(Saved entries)
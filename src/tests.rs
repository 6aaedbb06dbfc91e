#![cfg(test)]

use super::*;

use std::any::{TypeId, type_name};

fn add(a: i32, b: i32) -> i32 {
    a + b
}

fn negate(x: i32) -> i32 {
    -x
}

fn double(x: i32) -> i32 {
    x * 2
}

fn poke(target: &mut i32, flag: bool, amount: i32) {
    if flag {
        *target += amount;
    }
}

struct Counter {
    count: u32,
}

impl Counter {
    fn get(&self) -> u32 {
        self.count
    }

    fn bump(&mut self, by: u32) -> u32 {
        self.count += by;
        self.count
    }
}

// === Signature identity === //

#[test]
fn horner_hash_matches_model() {
    assert_eq!(sig_hash(""), 0);
    assert_eq!(sig_hash("A"), 65);
    assert_eq!(sig_hash("ab"), 97 * SIG_HASH_PRIME + 98);
}

#[test]
fn signature_identity_is_deterministic() {
    let a = SigId::of::<fn(i32) -> i32>();
    let b = SigId::of::<fn(i32) -> i32>();

    assert_eq!(a.text(), b.text());
    assert_eq!(a.hash(), b.hash());
    assert!(a.accepts(b));

    let c = SigId::of::<fn(i64) -> i32>();
    assert!(!a.accepts(c));
    assert!(!c.accepts(a));
}

#[test]
fn unknown_signatures_never_match() {
    assert!(SigId::UNKNOWN.is_unknown());
    assert!(!SigId::UNKNOWN.accepts(SigId::UNKNOWN));
    assert!(!SigId::UNKNOWN.accepts(SigId::of::<fn()>()));
    assert!(!SigId::of::<fn()>().accepts(SigId::UNKNOWN));
}

#[test]
fn caller_side_composition_matches_the_bound_shape() {
    // A caller-side tuple of concrete types composes the exact fn type the
    // bound side carries, identity and `TypeId` alike.
    let bound = SigId::of::<fn(i32, i32) -> i32>();
    let supplied = SigId::of::<<(i32, i32) as CallArgs>::Sig<i32>>();
    assert!(bound.accepts(supplied));

    assert_eq!(
        TypeId::of::<fn(i32, i32) -> i32>(),
        TypeId::of::<<(i32, i32) as CallArgs>::Sig<i32>>()
    );
}

// === Fixed-signature delegate === //

#[test]
fn calls_free_function() {
    let del = Delegate::<fn(i32, i32) -> i32>::from_fn(add);

    assert_eq!(del.call(3, 4), 7);
    assert_eq!(del.try_call((3, 4)), Ok(7));
    assert!(del.has_target());
    assert!(del.targets_fn(add));
    assert!(!del.targets_fn(|a, b| a - b));
}

#[test]
fn calls_non_capturing_closure_as_function() {
    let del = Delegate::<fn(i32) -> i32>::from_fn(|x| x * x);
    assert_eq!(del.call(5), 25);
}

#[test]
fn calls_stateless_callable_without_storage() {
    let del = Delegate::<fn(i32) -> i32>::from_stateless(|x: i32| x * x);
    assert_eq!(del.call(5), 25);
    assert!(del.has_target());
}

#[test]
fn capturing_closure_observes_its_state() {
    let state = 10;
    let del = Delegate::<fn(i32) -> i32>::from_closure(move |y: i32| state + y);
    let copy = del;

    assert_eq!(del.call(5), 15);
    assert_eq!(copy.call(5), 15);
}

#[test]
fn recovers_inline_closure() {
    fn roundtrip<F>(f: F) -> i32
    where
        F: Callable<fn(i32) -> i32> + Copy + 'static,
    {
        let del = Delegate::<fn(i32) -> i32>::from_closure(f);
        del.bound_closure::<F>().unwrap().invoke((4,))
    }

    let base = 30;
    assert_eq!(roundtrip(move |x: i32| base + x), 34);

    let del = Delegate::<fn(i32) -> i32>::from_fn(negate);
    assert!(del.bound_closure::<fn(i32) -> i32>().is_none());
}

#[test]
fn larger_slots_admit_larger_captures() {
    let big = [7i64; 4];
    let del = Delegate::<fn() -> i64, 32>::from_closure(move || big.iter().sum::<i64>());
    assert_eq!(del.call(), 28);
}

#[test]
fn views_borrow_without_owning() {
    let text = String::from("abc");
    let target = move |x: i32| x + text.len() as i32;
    let del = Delegate::<fn(i32) -> i32>::from_view(&target);

    assert_eq!(del.call(1), 4);
    assert!(del.targets_view(&target));

    let other = |x: i32| x;
    assert!(!del.targets_view(&other));
}

#[test]
fn methods_bind_with_their_receiver() {
    let counter = Counter { count: 9 };
    let del = Delegate::<fn() -> u32>::from_method_ref(&counter, Counter::get);

    assert_eq!(del.call(), 9);
    assert!(del.targets_instance(&counter));
}

#[test]
fn mut_methods_mutate_their_receiver() {
    let mut counter = Counter { count: 3 };
    let mut del = Delegate::<fn(u32) -> u32>::new();
    del.bind_method_mut(&mut counter, Counter::bump);

    // Repeated calls accumulate exactly like direct calls would.
    assert_eq!(del.call(2), 5);
    assert_eq!(del.call(1), 6);
    assert_eq!(del.call(0), 6);

    assert_eq!(counter.count, 6);
}

#[test]
fn rebinding_replaces_the_target() {
    let mut del = Delegate::<fn(i32) -> i32>::from_fn(negate);
    assert_eq!(del.call(4), -4);

    del.bind_fn(double);
    assert_eq!(del.call(4), 8);
    assert!(del.targets_fn(double));
    assert!(!del.targets_fn(negate));
}

#[test]
fn reset_unbinds() {
    let mut del = Delegate::<fn(i32, i32) -> i32>::from_fn(add);
    assert!(del.has_target());

    del.reset();
    assert!(!del.has_target());
    assert_eq!(del.try_call((1, 2)), Err(CallError::Unbound));
}

#[test]
fn unbound_try_call_reports_unbound() {
    let del = Delegate::<fn(i32) -> i32>::new();
    assert_eq!(del.try_call((1,)), Err(CallError::Unbound));
}

#[test]
#[should_panic(expected = "without a bound target")]
fn unbound_call_panics() {
    Delegate::<fn()>::new().call();
}

#[test]
fn converts_from_function_pointers() {
    let del: Delegate<'_, fn(i32) -> i32> = (negate as fn(i32) -> i32).into();
    assert_eq!(del.call(6), -6);
}

#[test]
fn layout_is_fixed_and_small() {
    assert_eq!(
        size_of::<Delegate<'_, fn()>>(),
        size_of::<Delegate<'_, fn(i32, i32) -> i32>>()
    );
    assert_eq!(
        size_of::<DynDelegate<'_, i32>>(),
        size_of::<DynDelegate<'_, String>>()
    );
    assert!(size_of::<Delegate<'_, fn()>>() <= 64);
}

// === Dynamic-signature delegate === //

#[test]
fn dynamic_round_trip() {
    let mut del = DynDelegate::<i32>::new();
    del.bind_fn(negate as fn(i32) -> i32);

    assert_eq!(del.call((4,)), Ok(-4));
    assert!(del.targets_fn(negate as fn(i32) -> i32));
    assert_eq!(
        del.signature().unwrap().text(),
        type_name::<fn(i32) -> i32>()
    );
}

#[test]
fn dynamic_checks_signatures_and_forwards_borrows() {
    // Borrowing targets ride the method binding: the delegate holds the
    // `&mut` receiver while per-call tuples stay plain values.
    let mut value = 5;

    {
        let mut del = DynDelegate::<()>::new();
        del.bind_method_mut::<fn(bool, i32), _, _>(&mut value, poke);

        assert_eq!(del.call((true, 10)), Ok(()));
        assert_eq!(del.call((false, 10)), Ok(()));

        assert!(matches!(
            del.call((1i32, 2i32)),
            Err(CallError::SignatureMismatch { .. })
        ));

        assert!(del.is_invokable::<(bool, i32)>());
        assert!(!del.is_invokable::<(i32, i32)>());
    }

    assert_eq!(value, 15);
}

#[test]
fn dynamic_static_borrows_stay_honest() {
    fn first(s: &'static str) -> &'static str {
        &s[..1]
    }

    // Borrowed arguments pass the gate only under their honest `'static`
    // shape; a shorter borrow is a compile error at the call site.
    let mut del = DynDelegate::<&'static str>::new();
    del.bind_fn(first as fn(&'static str) -> &'static str);

    assert_eq!(del.call(("delegate",)), Ok("d"));
}

#[test]
fn dynamic_mismatch_reports_both_signatures() {
    let mut del = DynDelegate::<i32>::new();
    del.bind_fn(negate as fn(i32) -> i32);

    let Err(CallError::SignatureMismatch { accepted, supplied }) = del.call((1i64,)) else {
        panic!("expected a signature mismatch");
    };

    assert_eq!(accepted, type_name::<fn(i32) -> i32>());
    assert_eq!(supplied, type_name::<fn(i64) -> i32>());
}

#[test]
fn dynamic_unbound_calls_report_unbound() {
    let del = DynDelegate::<i32>::new();
    assert_eq!(del.call((1,)), Err(CallError::Unbound));
    assert!(!del.is_invokable::<(i32,)>());
    assert!(del.signature().is_none());
}

#[test]
fn dynamic_commits_to_the_first_signature() {
    let mut del = DynDelegate::<i32>::new();
    del.bind_fn(negate as fn(i32) -> i32);

    // A disagreeing rebind is dropped; the original target stays live.
    del.bind_fn(add as fn(i32, i32) -> i32);
    assert_eq!(del.call((4,)), Ok(-4));
    assert!(matches!(
        del.call((1, 2)),
        Err(CallError::SignatureMismatch { .. })
    ));

    // Same-signature rebinds swap the target.
    del.bind_fn(double as fn(i32) -> i32);
    assert_eq!(del.call((4,)), Ok(8));

    // Resetting clears the commitment along with the target.
    del.reset();
    assert!(!del.has_target());
    del.bind_fn(add as fn(i32, i32) -> i32);
    assert_eq!(del.call((1, 2)), Ok(3));
}

#[test]
fn dynamic_binds_closures_and_views() {
    let base = 100;
    let mut del = DynDelegate::<i32>::new();
    del.bind_closure::<fn(i32) -> i32, _>(move |x: i32| base + x);
    assert_eq!(del.call((5,)), Ok(105));
    assert_eq!(
        del.bound_closure::<fn(i32) -> i32>().map(|_| ()),
        None,
        "recovery under the wrong type must fail"
    );

    let text = String::from("xyz");
    let target = move |x: i32| x + text.len() as i32;
    let mut view = DynDelegate::<i32>::new();
    view.bind_view::<fn(i32) -> i32, _>(&target);
    assert_eq!(view.call((1,)), Ok(4));
}

#[test]
fn dynamic_binds_stateless_and_methods() {
    let mut square = DynDelegate::<i32>::new();
    square.bind_stateless::<fn(i32) -> i32, _>(|x: i32| x * x);
    assert_eq!(square.call((5,)), Ok(25));

    let mut counter = Counter { count: 1 };
    let mut del = DynDelegate::<u32>::new();
    del.bind_method_mut::<fn(u32) -> u32, _, _>(&mut counter, Counter::bump);
    assert_eq!(del.call((4u32,)), Ok(5));

    let counter = Counter { count: 8 };
    let mut del = DynDelegate::<u32>::new();
    del.bind_method_ref::<fn() -> u32, _, _>(&counter, Counter::get);
    assert_eq!(del.call(()), Ok(8));
    assert!(del.targets_instance(&counter));
}

#[test]
fn dynamic_equality_compares_committed_signatures() {
    let mut a = DynDelegate::<i32>::new();
    a.bind_fn(negate as fn(i32) -> i32);

    let mut b = DynDelegate::<i32>::new();
    b.bind_fn(double as fn(i32) -> i32);

    // Same shape, different targets: call-compatible, hence equal.
    assert_eq!(a, b);

    let unbound = DynDelegate::<i32>::new();
    assert_ne!(a, unbound);
    // Uncommitted identities never match, themselves included.
    assert_ne!(unbound, unbound);
}

#[test]
fn debug_output_names_the_signature() {
    let del = Delegate::<fn(i32) -> i32>::from_fn(negate);
    let rendered = format!("{del:?}");
    assert!(rendered.contains("bound: true"), "got: {rendered}");

    let dyn_del = DynDelegate::<i32>::from_fn(negate as fn(i32) -> i32);
    let rendered = format!("{dyn_del:?}");
    assert!(rendered.contains("fn(i32) -> i32"), "got: {rendered}");
}
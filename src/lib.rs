//! Fixed-size, non-heap-allocating callable wrappers ("delegates").
//!
//! [`Delegate`] fixes the full call shape at the type level and checks
//! invocability at compile time; [`DynDelegate`] fixes only the return type
//! and gates every call on the signature committed at bind time. Both store
//! their target inline (a function pointer, a borrowed instance, or a copied
//! closure) and dispatch through a single stored stub pointer.

#![allow(clippy::missing_safety_doc)]

mod dispatch;

mod dynamic;
pub use self::dynamic::*;

mod error;
pub use self::error::*;

mod fixed;
pub use self::fixed::*;

mod sig;
pub use self::sig::*;

mod slot;
pub use self::slot::*;

mod tests;
use thiserror::Error;

/// The only two run-time failure kinds a delegate can produce. Everything
/// else (incompatible callables, oversized captures, non-`Copy` captures)
/// is rejected at compile time.
#[derive(Debug, Copy, Clone, Eq, PartialEq, Error)]
pub enum CallError {
    #[error("delegate called without a bound target")]
    Unbound,

    #[error("delegate called with signature `{supplied}`, but the bound target accepts `{accepted}`")]
    SignatureMismatch {
        accepted: &'static str,
        supplied: &'static str,
    },
}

### Problem description
Read the entries and select each line where the word "else" is found.

### Result
    let Err(CallError::SignatureMismatch { accepted, supplied }) = del.call((1i64,)) else {
/// else (incompatible callables, oversized captures, non-`Copy` captures)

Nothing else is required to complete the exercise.